-- Dataset entries follows --

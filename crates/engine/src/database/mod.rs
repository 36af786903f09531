//! Database struct and open/close logic
//!
//! This module provides the main Database struct that orchestrates:
//! - Data directory locking and the process-wide registry
//! - Config file loading
//! - WAL opening and replay on startup
//! - Transaction API
//!
//! ## Transaction API
//!
//! 1. **Closure API**: `db.transaction(series, |txn| { ... })`
//!    - Automatic commit on success, abort on error
//!    - Returns the closure's return value
//!
//! 2. **Manual API**: `begin_transaction()` + `commit_transaction()` + `end_transaction()`
//!    - For callers that need the commit receipt or the raw `CommitError`

pub mod config;
mod registry;
mod transactions;

pub use config::{BuildSeqConfig, CONFIG_FILE_NAME};
pub use registry::OPEN_DATABASES;
pub use transactions::RetryConfig;

use crate::coordinator::{TransactionCoordinator, TransactionMetrics};
use buildseq_concurrency::{CommitError, CommitReceipt, TransactionContext};
use buildseq_core::{Error, Result, SeriesKey};
use buildseq_durability::{replay_wal, DurabilityMode, ReplayStats, WAL};
use buildseq_storage::LedgerStore;
use dashmap::DashMap;
use parking_lot::{Mutex, RwLock};
use std::fs::File;
use std::path::{Path, PathBuf};
use std::sync::atomic::{AtomicBool, Ordering};
use std::sync::Arc;
use std::time::Duration;
use tracing::{debug, error, info, warn};

/// Directory under the data dir holding the log
const WAL_DIR: &str = "wal";
/// Log file name inside [`WAL_DIR`]
const WAL_FILE: &str = "buildseq.wal";
/// Exclusive lock file inside the data dir
const LOCK_FILE: &str = ".lock";
/// How long `shutdown` waits for in-flight transactions
const SHUTDOWN_TIMEOUT: Duration = Duration::from_secs(30);

/// Main database struct
///
/// Owns the ledger, the WAL (disk databases only) and the transaction
/// coordinator. Shared through `Arc`; every method takes `&self`.
pub struct Database {
    /// Canonical data directory (empty for ephemeral databases)
    data_dir: PathBuf,
    storage: Arc<LedgerStore>,
    /// `None` for ephemeral databases
    wal: Option<Mutex<WAL>>,
    coordinator: TransactionCoordinator,
    config: RwLock<BuildSeqConfig>,
    /// What replay found on open (default for ephemeral databases)
    recovery: ReplayStats,
    accepting_transactions: AtomicBool,
    /// Per-series locks serializing allocation attempts
    allocation_locks: DashMap<SeriesKey, Arc<Mutex<()>>>,
    /// Held for the lifetime of the database; dropping it releases the lock
    _lock_file: Option<File>,
}

impl Database {
    /// Open a disk database at `path`
    ///
    /// Creates the directory and a default `buildseq.toml` if missing, then
    /// replays the WAL. Opening a path that is already open in this process
    /// returns the existing instance.
    ///
    /// # Errors
    ///
    /// - the config file is invalid
    /// - another process holds the directory lock
    /// - the WAL cannot be read or describes an invalid history
    pub fn open<P: AsRef<Path>>(path: P) -> Result<Arc<Self>> {
        let data_dir = path.as_ref().to_path_buf();
        std::fs::create_dir_all(&data_dir)?;
        let config_path = data_dir.join(CONFIG_FILE_NAME);
        BuildSeqConfig::write_default_if_missing(&config_path)?;
        let config = BuildSeqConfig::from_file(&config_path)?;
        Self::open_internal(data_dir, config)
    }

    /// Open a disk database with an explicit config
    ///
    /// The config is validated and written to `buildseq.toml`, replacing any
    /// existing file, so a later `open` sees the same settings.
    pub fn open_with_config<P: AsRef<Path>>(path: P, config: BuildSeqConfig) -> Result<Arc<Self>> {
        config.validate()?;
        let data_dir = path.as_ref().to_path_buf();
        std::fs::create_dir_all(&data_dir)?;
        config.write_to_file(&data_dir.join(CONFIG_FILE_NAME))?;
        Self::open_internal(data_dir, config)
    }

    fn open_internal(data_dir: PathBuf, config: BuildSeqConfig) -> Result<Arc<Self>> {
        let durability_mode = config.durability_mode()?;
        let canonical_path = data_dir.canonicalize()?;

        // Held until the new instance is registered so two threads cannot
        // both open the same directory
        let mut registry = OPEN_DATABASES.lock();
        if let Some(db) = registry.get(&canonical_path).and_then(|weak| weak.upgrade()) {
            debug!(target: "buildseq::db", path = %canonical_path.display(), "Returning existing database instance");
            return Ok(db);
        }

        let lock_file = acquire_dir_lock(&canonical_path)?;

        let wal_path = canonical_path.join(WAL_DIR).join(WAL_FILE);
        let mut wal = WAL::open(&wal_path, durability_mode)?;
        let storage = LedgerStore::new();
        let recovery = replay_wal(&mut wal, &storage).map_err(|e| {
            error!(target: "buildseq::db", path = %wal_path.display(), error = %e, "WAL replay failed");
            e
        })?;

        info!(
            target: "buildseq::db",
            path = %canonical_path.display(),
            %durability_mode,
            txns = recovery.txns_applied,
            series = storage.series_count(),
            builds = storage.build_count(),
            version = recovery.final_version,
            clean = recovery.is_clean(),
            "Database opened"
        );

        let db = Arc::new(Self {
            data_dir: canonical_path.clone(),
            storage: Arc::new(storage),
            wal: Some(Mutex::new(wal)),
            coordinator: TransactionCoordinator::from_recovery(&recovery),
            config: RwLock::new(config),
            recovery,
            accepting_transactions: AtomicBool::new(true),
            allocation_locks: DashMap::new(),
            _lock_file: Some(lock_file),
        });
        registry.insert(canonical_path, Arc::downgrade(&db));
        Ok(db)
    }

    /// Create an in-memory database with the default config
    ///
    /// No files, no WAL, no lock; everything is lost on drop.
    pub fn ephemeral() -> Arc<Self> {
        Self::build_ephemeral(BuildSeqConfig::default())
    }

    /// Create an in-memory database with a caller-supplied config
    ///
    /// # Errors
    ///
    /// Returns an error if the config fails validation.
    pub fn ephemeral_with_config(config: BuildSeqConfig) -> Result<Arc<Self>> {
        config.validate()?;
        Ok(Self::build_ephemeral(config))
    }

    fn build_ephemeral(config: BuildSeqConfig) -> Arc<Self> {
        Arc::new(Self {
            data_dir: PathBuf::new(),
            storage: Arc::new(LedgerStore::new()),
            wal: None,
            coordinator: TransactionCoordinator::new(0),
            config: RwLock::new(config),
            recovery: ReplayStats::default(),
            accepting_transactions: AtomicBool::new(true),
            allocation_locks: DashMap::new(),
            _lock_file: None,
        })
    }

    /// True for databases created with [`Database::ephemeral`]
    pub fn is_ephemeral(&self) -> bool {
        self.wal.is_none()
    }

    /// Canonical data directory (empty for ephemeral databases)
    pub fn data_dir(&self) -> &Path {
        &self.data_dir
    }

    /// The ledger backing this database
    pub fn storage(&self) -> &Arc<LedgerStore> {
        &self.storage
    }

    /// Snapshot of the current config
    pub fn config(&self) -> BuildSeqConfig {
        self.config.read().clone()
    }

    /// Retry policy from the config
    pub fn retry_config(&self) -> RetryConfig {
        self.config.read().retry.clone()
    }

    /// What WAL replay found when the database was opened
    pub fn recovery_stats(&self) -> &ReplayStats {
        &self.recovery
    }

    /// Durability mode of the WAL (`None` for ephemeral databases)
    pub fn durability_mode(&self) -> Option<DurabilityMode> {
        self.wal.as_ref().map(|wal| wal.lock().durability_mode())
    }

    /// Transaction metrics since open
    pub fn metrics(&self) -> TransactionMetrics {
        self.coordinator.metrics()
    }

    /// Current global commit version
    pub fn current_version(&self) -> u64 {
        self.coordinator.current_version()
    }

    /// False once `shutdown` has been called
    pub fn is_open(&self) -> bool {
        self.accepting_transactions.load(Ordering::SeqCst)
    }

    /// Fail with `InvalidInput` if the database is shutting down
    pub fn check_accepting(&self) -> Result<()> {
        if !self.is_open() {
            return Err(Error::invalid_input("Database is shutting down"));
        }
        Ok(())
    }

    // ========================================================================
    // Transactions
    // ========================================================================

    /// Execute a transaction with the given closure
    ///
    /// Commits if the closure returns `Ok`, aborts if it returns `Err`.
    /// Conflicts are not retried; see [`Database::transaction_with_retry`].
    ///
    /// # Example
    /// ```text
    /// let number = db.transaction(series, |txn| {
    ///     txn.create_series(db.storage().as_ref())?;
    ///     txn.insert_build(db.storage().as_ref(), commit, BuildNumber::FIRST)?;
    ///     Ok(BuildNumber::FIRST)
    /// })?;
    /// ```
    pub fn transaction<F, T>(&self, series: SeriesKey, f: F) -> Result<T>
    where
        F: FnOnce(&mut TransactionContext) -> Result<T>,
    {
        self.check_accepting()?;
        let mut txn = self.begin_transaction(series);
        let result = f(&mut txn);
        let outcome = self.run_single_attempt(&mut txn, result);
        self.end_transaction(txn);
        outcome
    }

    /// Execute a transaction, retrying on conflict with exponential backoff
    ///
    /// The closure runs again on a fresh transaction after each conflict, up
    /// to `config.max_retries` times. Non-conflict errors are returned at once.
    pub fn transaction_with_retry<F, T>(&self, series: SeriesKey, config: &RetryConfig, f: F) -> Result<T>
    where
        F: Fn(&mut TransactionContext) -> Result<T>,
    {
        self.check_accepting()?;

        let mut attempt = 0;
        loop {
            let mut txn = self.begin_transaction(series);
            let result = f(&mut txn);
            let outcome = self.run_single_attempt(&mut txn, result);
            self.end_transaction(txn);

            match outcome {
                Err(e) if e.is_conflict() && attempt < config.max_retries => {
                    warn!(target: "buildseq::txn", %series, attempt, error = %e, "Retrying after conflict");
                    std::thread::sleep(config.calculate_delay(attempt));
                    attempt += 1;
                }
                outcome => return outcome,
            }
        }
    }

    fn run_single_attempt<T>(&self, txn: &mut TransactionContext, result: Result<T>) -> Result<T> {
        match result {
            Ok(value) => {
                self.commit_transaction(txn)?;
                Ok(value)
            }
            Err(e) => {
                let _ = txn.mark_aborted(format!("Closure error: {}", e));
                self.coordinator.record_abort();
                Err(e)
            }
        }
    }

    /// Lock held by the allocator across one read-compute-commit attempt
    ///
    /// Separate from the commit lock the transaction manager takes inside
    /// `commit_transaction`, so holding it while committing cannot deadlock.
    pub fn allocation_lock(&self, series: SeriesKey) -> Arc<Mutex<()>> {
        Arc::clone(
            self.allocation_locks
                .entry(series)
                .or_insert_with(|| Arc::new(Mutex::new(())))
                .value(),
        )
    }

    /// Begin a new transaction on `series` (manual control)
    ///
    /// Must be finished with [`Database::end_transaction`] after committing
    /// or abandoning it.
    pub fn begin_transaction(&self, series: SeriesKey) -> TransactionContext {
        self.coordinator.start_transaction(series)
    }

    /// Commit a transaction
    ///
    /// Validation conflicts come back as `CommitError::ValidationFailed`
    /// with the full conflict list.
    pub fn commit_transaction(
        &self,
        txn: &mut TransactionContext,
    ) -> std::result::Result<CommitReceipt, CommitError> {
        self.coordinator
            .commit(txn, self.storage.as_ref(), self.wal.as_ref())
    }

    /// Finish a transaction
    ///
    /// A transaction that is still active is counted as aborted; its
    /// buffered writes are dropped with it.
    pub fn end_transaction(&self, txn: TransactionContext) {
        if txn.is_active() {
            self.coordinator.record_abort();
        }
    }

    // ========================================================================
    // Lifecycle
    // ========================================================================

    /// Force buffered WAL entries to disk
    pub fn flush(&self) -> Result<()> {
        if let Some(wal) = &self.wal {
            wal.lock().fsync()?;
        }
        Ok(())
    }

    /// Stop accepting transactions, wait for in-flight ones, then flush
    ///
    /// Idempotent.
    pub fn shutdown(&self) -> Result<()> {
        self.accepting_transactions.store(false, Ordering::SeqCst);
        if !self.coordinator.wait_for_idle(SHUTDOWN_TIMEOUT) {
            warn!(
                target: "buildseq::db",
                active = self.coordinator.active_count(),
                "Shutdown timed out waiting for active transactions"
            );
        }
        self.flush()
    }
}

fn acquire_dir_lock(dir: &Path) -> Result<File> {
    let lock_path = dir.join(LOCK_FILE);
    let lock_file = std::fs::OpenOptions::new()
        .create(true)
        .truncate(false)
        .read(true)
        .write(true)
        .open(&lock_path)
        .map_err(|e| Error::storage(format!("failed to open lock file: {}", e)))?;
    fs2::FileExt::try_lock_exclusive(&lock_file).map_err(|_| {
        Error::storage(format!(
            "database at '{}' is already in use by another process",
            dir.display()
        ))
    })?;
    Ok(lock_file)
}

impl Drop for Database {
    fn drop(&mut self) {
        if let Err(e) = self.flush() {
            warn!(target: "buildseq::db", error = %e, "Final WAL flush failed");
        }

        if !self.is_ephemeral() {
            let mut registry = OPEN_DATABASES.lock();
            // A new instance may already have replaced our expired entry
            if registry
                .get(&self.data_dir)
                .is_some_and(|weak| weak.strong_count() == 0)
            {
                registry.remove(&self.data_dir);
            }
        }
    }
}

-- Dataset entries concluded --

**Exercise details:**
Write out every line of the preceding listing that contains "DurabilityMode".

**Response area:**
use buildseq_durability::{replay_wal, DurabilityMode, ReplayStats, WAL};
    pub fn durability_mode(&self) -> Option<DurabilityMode> {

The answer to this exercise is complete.